Among the lines below, list those containing the string "struct".

### Record set
+--

//! Resumable, size-bounded serialization of store contents
//!
//! HTTP chunked responses hand the firmware a small buffer again and again
//! until it reports zero bytes. [`ChunkSerializer::fill`] writes as many whole
//! lines as fit into each buffer and leaves the cursor on the first line that
//! did not, so the next call picks up exactly there.
//!
//! ## Per-call contract
//!
//! - unset or evicted cursor: returns 0, the stream is finished
//! - a line is never split across calls
//! - if not even the first line fits, a single placeholder byte is written
//!   and the cursor stays put; the transport retries with a fresh buffer
//! - after each line the cursor advances; once it runs past the newest item
//!   the call ends and the next call returns 0
//! - the call also ends early when the next line would probably not fit,
//!   estimated as 1.2 times the line just written

use alloc::string::String;

use crate::format::{CsvFormat, LineFormat};
use crate::record::Record;
use crate::store::{Cursor, RecordStore};

/// Byte written when the buffer cannot hold a single line
pub const PLACEHOLDER: u8 = b' ';

/// Fills caller buffers with whole lines rendered by `F`
#[derive(Debug, Clone)]
pub struct ChunkSerializer<F> {
    format: F,
    line: String,
}

impl<F> ChunkSerializer<F> {
    /// Serializer rendering lines with `format`
    pub fn new(format: F) -> Self {
        Self { format, line: String::new() }
    }

    /// Active line format
    pub fn format(&self) -> &F {
        &self.format
    }

    /// Replace the line format, e.g. after a matrix setting change
    pub fn set_format(&mut self, format: F) {
        self.format = format;
    }

    /// Write whole lines starting at `cursor` into `buf`
    ///
    /// Returns the number of bytes written; 0 means the traversal is done.
    pub fn fill<T>(&mut self, store: &RecordStore<T>, cursor: &mut Cursor, buf: &mut [u8]) -> usize
    where
        F: LineFormat<T>,
    {
        let limit = buf.len();
        let mut written = 0;

        while let Some(item) = store.current(cursor) {
            self.line.clear();
            if self.format.write_line(item, &mut self.line).is_err() {
                log_warn!("line formatting failed, ending chunk");
                break;
            }
            self.line.push('\n');
            let len = self.line.len();

            if written + len > limit {
                if written == 0 && limit > 0 {
                    buf[0] = PLACEHOLDER;
                    written = 1;
                }
                break;
            }

            buf[written..written + len].copy_from_slice(self.line.as_bytes());
            written += len;

            if !store.advance(cursor) {
                break;
            }
            if written + len * 6 / 5 > limit {
                break;
            }
        }

        written
    }
}

/// What an export session streams
#[derive(Debug, Clone, Copy, PartialEq, Eq)]
pub enum ExportMode {
    /// Newest record only, re-read on every request
    Latest,
    /// Whole history, oldest first
    History,
}

/// One reader of the record store with its own cursor
///
/// Each HTTP endpoint owns a session. Sessions never share cursors, so a
/// live poll in the middle of a CSV download does not disturb the download.
#[derive(Debug, Clone)]
pub struct ExportSession {
    mode: ExportMode,
    cursor: Cursor,
    serializer: ChunkSerializer<CsvFormat>,
}

impl ExportSession {
    /// Session in `mode` writing CSV lines with `matrix_columns` per row
    pub fn new(mode: ExportMode, matrix_columns: u8) -> Self {
        let cursor = match mode {
            ExportMode::Latest => Cursor::latest(),
            ExportMode::History => Cursor::oldest_first(),
        };
        Self { mode, cursor, serializer: ChunkSerializer::new(CsvFormat::new(matrix_columns)) }
    }

    /// Streaming mode
    pub fn mode(&self) -> ExportMode {
        self.mode
    }

    /// Update the matrix row width for later lines
    pub fn set_matrix_columns(&mut self, matrix_columns: u8) {
        self.serializer.set_format(CsvFormat::new(matrix_columns));
    }

    /// Fill `buf` with the next chunk of response body
    ///
    /// `index` is the transport's running byte offset into the response; 0
    /// starts a new response and repositions the cursor.
    pub fn fill(&mut self, store: &RecordStore<Record>, buf: &mut [u8], index: usize) -> usize {
        if index == 0 {
            store.reset_cursor(&mut self.cursor);
        }
        self.serializer.fill(store, &mut self.cursor, buf)
    }
}
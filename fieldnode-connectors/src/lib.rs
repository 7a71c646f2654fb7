//! Host-side glue around the FieldNode sample pipeline
//!
//! ## Overview
//!
//! The core crate knows nothing about HTTP, MQTT or flash. This crate adapts
//! it to those surroundings without owning any transport itself:
//!
//! - [`actions`]: web form submissions mapped onto sensor operations
//! - [`endpoints`]: chunked response bodies for the live and CSV pages
//! - [`mqtt`]: topic naming, control dispatch and publishing
//! - [`persist`]: JSON settings and calibration on a flash backend
//! - [`sinks`]: logger outputs for serial writers and network connectors
//!
//! Network bring-up, broker discovery and reconnects belong to the platform.
//! Anything that can deliver bytes to a topic or path implements
//! [`Connector`] and plugs in here.
//!
//! ## Example Usage
//!
//! ```rust
//! use fieldnode_connectors::{Connector, MemoryConnector};
//! use fieldnode_connectors::mqtt::TopicRegistry;
//!
//! let mut broker = MemoryConnector::connected();
//! let mut topics = TopicRegistry::new("4711");
//! topics.register("sensor", None)?;
//!
//! topics.publish(&mut broker, "sensor", "21;")?;
//! assert_eq!(broker.sent()[0].0, "4711_sensor_data");
//! # Ok::<(), Box<dyn std::error::Error>>(())
//! ```

pub mod actions;
pub mod endpoints;
pub mod mqtt;
pub mod persist;
pub mod sinks;

use thiserror::Error;

/// Common connector errors
#[derive(Debug, Error)]
pub enum ConnectorError {
    #[error("Not connected")]
    NotConnected,

    #[error("Protocol error: {0}")]
    ProtocolError(String),

    #[error("Configuration error: {0}")]
    ConfigError(String),
}

/// Anything that delivers payloads to a named destination
///
/// MQTT clients use the topic, websocket servers the path.
pub trait Connector {
    type Error: std::fmt::Display;

    /// Send one payload
    fn send(&mut self, topic: &str, data: &[u8]) -> Result<(), Self::Error>;

    /// Check if connected
    fn is_connected(&self) -> bool;
}

/// Delivery counters kept by publishers
#[derive(Debug, Default, Clone)]
pub struct ConnectionStats {
    /// Total messages sent successfully
    pub messages_sent: u64,
    /// Total messages failed to send
    pub messages_failed: u64,
    /// Total bytes sent
    pub bytes_sent: u64,
    /// Last error message
    pub last_error: Option<String>,
}

impl ConnectionStats {
    /// Count a delivery attempt of `bytes` bytes
    pub fn record<E: std::fmt::Display>(&mut self, bytes: usize, result: &Result<(), E>) {
        match result {
            Ok(()) => {
                self.messages_sent += 1;
                self.bytes_sent += bytes as u64;
            }
            Err(err) => {
                self.messages_failed += 1;
                self.last_error = Some(err.to_string());
            }
        }
    }
}

/// In-memory connector for hosts and tests
#[derive(Debug, Default, Clone)]
pub struct MemoryConnector {
    connected: bool,
    sent: Vec<(String, Vec<u8>)>,
}

impl MemoryConnector {
    /// Connector that accepts sends
    pub fn connected() -> Self {
        Self { connected: true, sent: Vec::new() }
    }

    /// Change the connection state
    pub fn set_connected(&mut self, connected: bool) {
        self.connected = connected;
    }

    /// Payloads sent so far with their topics
    pub fn sent(&self) -> &[(String, Vec<u8>)] {
        &self.sent
    }

    /// Forget sent payloads
    pub fn clear(&mut self) {
        self.sent.clear();
    }

    /// Sent payloads as text
    pub fn sent_text(&self) -> Vec<(String, String)> {
        self.sent
            .iter()
            .map(|(topic, data)| (topic.clone(), String::from_utf8_lossy(data).into_owned()))
            .collect()
    }
}

impl Connector for MemoryConnector {
    type Error = ConnectorError;

    fn send(&mut self, topic: &str, data: &[u8]) -> Result<(), Self::Error> {
        if !self.connected {
            return Err(ConnectorError::NotConnected);
        }
        self.sent.push((topic.to_string(), data.to_vec()));
        Ok(())
    }

    fn is_connected(&self) -> bool {
        self.connected
    }
}
use crate::utils::{ImporterError, Result};
use csv::StringRecord;

/// Columns of the Sumsub applicant export that the importer reads.
#[derive(Debug, Clone, Copy, PartialEq, Eq)]
pub enum Column {
    ReviewResult,
    ReviewedAt,
    ApplicantId,
    ExternalUserId,
    CompanyName,
    Email,
    ReviewStatus,
    LevelName,
    CreatedAt,
    Country,
    Phone,
    ApplicantPlatform,
}

impl Column {
    pub const ALL: [Column; 12] = [
        Column::ReviewResult,
        Column::ReviewedAt,
        Column::ApplicantId,
        Column::ExternalUserId,
        Column::CompanyName,
        Column::Email,
        Column::ReviewStatus,
        Column::LevelName,
        Column::CreatedAt,
        Column::Country,
        Column::Phone,
        Column::ApplicantPlatform,
    ];

    pub fn name(self) -> &'static str {
        match self {
            Column::ReviewResult => "reviewResult",
            Column::ReviewedAt => "reviewedAt",
            Column::ApplicantId => "applicantId",
            Column::ExternalUserId => "externalUserId",
            Column::CompanyName => "companyName",
            Column::Email => "email",
            Column::ReviewStatus => "reviewStatus",
            Column::LevelName => "levelName",
            Column::CreatedAt => "createdAt",
            Column::Country => "country",
            Column::Phone => "phone",
            Column::ApplicantPlatform => "applicantPlatform",
        }
    }

    fn slot(self) -> usize {
        self as usize
    }
}

/// Header positions of the known columns, resolved once per file.
#[derive(Debug, Clone, PartialEq, Eq)]
pub struct RowSchema {
    indices: [Option<usize>; 12],
}

impl RowSchema {
    /// Header names are matched exactly; unknown columns are ignored.
    pub fn from_headers(headers: &StringRecord) -> Self {
        let mut indices = [None; 12];
        for column in Column::ALL {
            indices[column.slot()] = headers.iter().position(|h| h == column.name());
        }
        Self { indices }
    }

    pub fn missing_columns(&self) -> Vec<&'static str> {
        Column::ALL
            .iter()
            .filter(|c| self.indices[c.slot()].is_none())
            .map(|c| c.name())
            .collect()
    }

    pub fn parse(&self, record: &StringRecord) -> SourceRow {
        let cells = self.indices.map(|idx| match idx {
            None => Cell::Absent,
            Some(i) => record
                .get(i)
                .map_or(Cell::Unfilled, |v| Cell::Value(v.to_string())),
        });
        SourceRow { cells }
    }
}

#[derive(Debug, Clone, Default, PartialEq, Eq)]
enum Cell {
    /// Column is not in the header.
    #[default]
    Absent,
    /// Column is in the header but the record ends before it.
    Unfilled,
    Value(String),
}

/// One data line of the export. An empty string is a present but blank value.
#[derive(Debug, Clone, Default, PartialEq, Eq)]
pub struct SourceRow {
    cells: [Cell; 12],
}

impl SourceRow {
    pub fn get(&self, column: Column) -> Result<&str> {
        match &self.cells[column.slot()] {
            Cell::Value(v) => Ok(v),
            Cell::Absent | Cell::Unfilled => Err(ImporterError::MissingColumn(column.name())),
        }
    }

    /// Like [`SourceRow::get`], but a record too short to reach the column
    /// yields `Ok(None)`. A column missing from the header is still an error.
    pub fn get_unfilled_as_none(&self, column: Column) -> Result<Option<&str>> {
        match &self.cells[column.slot()] {
            Cell::Value(v) => Ok(Some(v)),
            Cell::Unfilled => Ok(None),
            Cell::Absent => Err(ImporterError::MissingColumn(column.name())),
        }
    }

    pub fn set(&mut self, column: Column, value: impl Into<String>) {
        self.cells[column.slot()] = Cell::Value(value.into());
    }

    pub fn with(mut self, column: Column, value: impl Into<String>) -> Self {
        self.set(column, value);
        self
    }
}
use std::env;
use std::process::ExitCode;
use sumsub_csv_importer::csv_processor::file_exists;
use sumsub_csv_importer::{AppConfig, Importer, RowOutcome, SupabaseCredentials, SupabaseStore};
use tracing_subscriber::{layer::SubscriberExt, util::SubscriberInitExt, EnvFilter};

const USAGE: &str = "Usage: sumsub-csv-importer <csv_file>";

#[tokio::main(flavor = "current_thread")]
async fn main() -> anyhow::Result<ExitCode> {
    let config = AppConfig::load_or_default(Some("config.toml"));

    tracing_subscriber::registry()
        .with(
            EnvFilter::from_default_env()
                .add_directive(format!("sumsub_csv_importer={}", config.logging.level).parse()?),
        )
        .with(tracing_subscriber::fmt::layer().with_writer(std::io::stderr))
        .init();

    let csv_path = match env::args().nth(1) {
        Some(path) if file_exists(&path) => path,
        _ => {
            println!("{}", USAGE);
            return Ok(ExitCode::FAILURE);
        }
    };

    if let Err(e) = dotenvy::dotenv() {
        if !e.not_found() {
            tracing::warn!(error = %e, "Failed to load .env file");
        }
    }

    let credentials = SupabaseCredentials::from_env(&config.supabase)?;
    tracing::info!(
        table = %config.supabase.table,
        base_url = %credentials.base_url,
        "Loaded configuration"
    );

    let store = SupabaseStore::new(&config.supabase, credentials)?;
    let importer = Importer::new(store, &config)?;

    let summary = importer
        .import_file(&csv_path, |_, outcome| match outcome {
            RowOutcome::Imported { company } => println!("✅ {}", company),
            RowOutcome::Failed(e) => println!("❌ Error: {}", e),
            RowOutcome::Skipped(_) => {}
        })
        .await?;

    println!("\n{}", summary);

    Ok(ExitCode::SUCCESS)
}
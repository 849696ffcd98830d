use crate::csv_processor::row::{RowSchema, SourceRow};
use crate::utils::{ImporterError, Result};
use csv::StringRecord;
use std::io::Read;
use std::path::Path;

pub struct CsvStreamReader<R: Read> {
    reader: csv::Reader<R>,
    schema: RowSchema,
    current_index: usize,
    exhausted: bool,
}

impl CsvStreamReader<std::fs::File> {
    pub fn open(path: &str, delimiter: u8) -> Result<Self> {
        if !file_exists(path) {
            return Err(ImporterError::FileNotFound(path.to_string()));
        }
        let file = std::fs::File::open(path)?;
        Self::from_reader(file, delimiter)
    }
}

impl<R: Read> CsvStreamReader<R> {
    /// Reads the header row and resolves the column schema.
    pub fn from_reader(input: R, delimiter: u8) -> Result<Self> {
        let mut reader = csv::ReaderBuilder::new()
            .delimiter(delimiter)
            .flexible(true)
            .from_reader(input);

        let headers = reader.headers()?.clone();
        let schema = RowSchema::from_headers(&headers);

        let missing = schema.missing_columns();
        if !missing.is_empty() {
            tracing::warn!(columns = ?missing, "CSV header is missing expected columns");
        }

        Ok(Self {
            reader,
            schema,
            current_index: 0,
            exhausted: false,
        })
    }
}

/// Yields `(row_number, row)` with 1-based data row numbers. A record that
/// cannot be decoded still consumes a row number.
impl<R: Read> Iterator for CsvStreamReader<R> {
    type Item = (usize, Result<SourceRow>);

    fn next(&mut self) -> Option<Self::Item> {
        if self.exhausted {
            return None;
        }

        let mut record = StringRecord::new();
        match self.reader.read_record(&mut record) {
            Ok(true) => {
                self.current_index += 1;
                Some((self.current_index, Ok(self.schema.parse(&record))))
            }
            Ok(false) => {
                self.exhausted = true;
                None
            }
            Err(e) => {
                if e.is_io_error() {
                    self.exhausted = true;
                }
                self.current_index += 1;
                Some((self.current_index, Err(ImporterError::CsvError(e))))
            }
        }
    }
}

pub fn file_exists(path: &str) -> bool {
    Path::new(path).is_file()
}
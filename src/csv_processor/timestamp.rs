use chrono::{NaiveDate, NaiveDateTime, NaiveTime, Timelike};

const DATE_FORMAT: &str = "%Y-%m-%d";
const TIME_FORMAT: &str = "%H:%M:%S";
const ISO_FORMAT: &str = "%Y-%m-%dT%H:%M:%S";

/// Parses an export timestamp (`YYYY-MM-DD HH:MM:SS`) and renders it as an
/// ISO-8601 local datetime. Blank or malformed input yields `None`.
///
/// chrono's parser skips whitespace around numeric fields and accepts leap
/// seconds, so the date and time halves are checked before it sees them.
pub fn normalize_timestamp(value: &str) -> Option<String> {
    if value.starts_with(char::is_whitespace) || value.ends_with(char::is_whitespace) {
        return None;
    }

    let (date, time) = value.split_once(char::is_whitespace)?;
    let time = time.trim_start();

    if !date.chars().all(|c| c.is_ascii_digit() || c == '-')
        || !time.chars().all(|c| c.is_ascii_digit() || c == ':')
    {
        return None;
    }

    let date = NaiveDate::parse_from_str(date, DATE_FORMAT).ok()?;
    let time = NaiveTime::parse_from_str(time, TIME_FORMAT).ok()?;
    if time.nanosecond() >= 1_000_000_000 {
        return None;
    }

    Some(NaiveDateTime::new(date, time).format(ISO_FORMAT).to_string())
}
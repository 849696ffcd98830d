pub mod config;
pub mod errors;

pub use config::{AppConfig, CsvConfig, LoggingConfig, SupabaseConfig, SupabaseCredentials};
pub use errors::{ImporterError, Result};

+--

### Problem solution
pub struct ChunkSerializer<F> {
pub struct ExportSession {
pub struct ConnectionStats {
pub struct MemoryConnector {
pub struct RowSchema {
pub struct SourceRow {
pub struct CsvStreamReader<R: Read> {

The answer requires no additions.